>>
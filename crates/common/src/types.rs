use serde::{Deserialize, Serialize};
use uuid::Uuid;

/// Identifier of a merchant account in the local ledger.
///
/// The ledger assigns ids starting at 1; zero marks an account that has
/// not been stored yet.
#[derive(Debug, Clone, Copy, PartialEq, Eq, PartialOrd, Ord, Hash, Default, Serialize, Deserialize)]
#[serde(transparent)]
pub struct AccountId(u64);

impl AccountId {
    /// Creates an account ID from its raw value.
    pub fn new(id: u64) -> Self {
        Self(id)
    }

    /// Returns the raw value.
    pub fn as_u64(&self) -> u64 {
        self.0
    }

    /// Returns true if this ID has not been assigned by the ledger.
    pub fn is_unassigned(&self) -> bool {
        self.0 == 0
    }
}

impl std::fmt::Display for AccountId {
    fn fmt(&self, f: &mut std::fmt::Formatter<'_>) -> std::fmt::Result {
        write!(f, "{}", self.0)
    }
}

impl From<u64> for AccountId {
    fn from(id: u64) -> Self {
        Self(id)
    }
}

/// Identifier of an account in the identity service.
#[derive(Debug, Clone, Copy, PartialEq, Eq, Hash, Default, Serialize, Deserialize)]
#[serde(transparent)]
pub struct IdentityId(u32);

impl IdentityId {
    pub fn new(id: u32) -> Self {
        Self(id)
    }

    pub fn as_u32(&self) -> u32 {
        self.0
    }

    pub fn is_unassigned(&self) -> bool {
        self.0 == 0
    }
}

impl std::fmt::Display for IdentityId {
    fn fmt(&self, f: &mut std::fmt::Formatter<'_>) -> std::fmt::Result {
        write!(f, "{}", self.0)
    }
}

impl From<u32> for IdentityId {
    fn from(id: u32) -> Self {
        Self(id)
    }
}

/// Identifier of the employer that owns a merchant account.
#[derive(Debug, Clone, Copy, PartialEq, Eq, Hash, Default, Serialize, Deserialize)]
#[serde(transparent)]
pub struct EmployerId(u64);

impl EmployerId {
    pub fn new(id: u64) -> Self {
        Self(id)
    }

    pub fn as_u64(&self) -> u64 {
        self.0
    }

    pub fn is_unassigned(&self) -> bool {
        self.0 == 0
    }
}

impl std::fmt::Display for EmployerId {
    fn fmt(&self, f: &mut std::fmt::Formatter<'_>) -> std::fmt::Result {
        write!(f, "{}", self.0)
    }
}

/// Connected-account identifier issued by the payment processor.
#[derive(Debug, Clone, PartialEq, Eq, Hash, Serialize, Deserialize)]
#[serde(transparent)]
pub struct ConnectedAccountId(String);

impl ConnectedAccountId {
    pub fn new(id: impl Into<String>) -> Self {
        Self(id.into())
    }

    pub fn as_str(&self) -> &str {
        &self.0
    }
}

impl std::fmt::Display for ConnectedAccountId {
    fn fmt(&self, f: &mut std::fmt::Formatter<'_>) -> std::fmt::Result {
        f.write_str(&self.0)
    }
}

impl From<&str> for ConnectedAccountId {
    fn from(id: &str) -> Self {
        Self(id.to_string())
    }
}

/// Unique identifier for a single saga run.
///
/// Wraps a UUID so log lines from every step of one run can be correlated.
#[derive(Debug, Clone, Copy, PartialEq, Eq, Hash, Serialize, Deserialize)]
#[serde(transparent)]
pub struct RunId(Uuid);

impl RunId {
    /// Creates a new random run ID.
    pub fn new() -> Self {
        Self(Uuid::new_v4())
    }

    /// Returns the underlying UUID.
    pub fn as_uuid(&self) -> Uuid {
        self.0
    }
}

impl Default for RunId {
    fn default() -> Self {
        Self::new()
    }
}

impl std::fmt::Display for RunId {
    fn fmt(&self, f: &mut std::fmt::Formatter<'_>) -> std::fmt::Result {
        write!(f, "{}", self.0)
    }
}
<<
Lines of the listing above that contain the word "IdentityId" should all be returned.

pub struct IdentityId(u32);
impl IdentityId {
impl std::fmt::Display for IdentityId {
impl From<u32> for IdentityId {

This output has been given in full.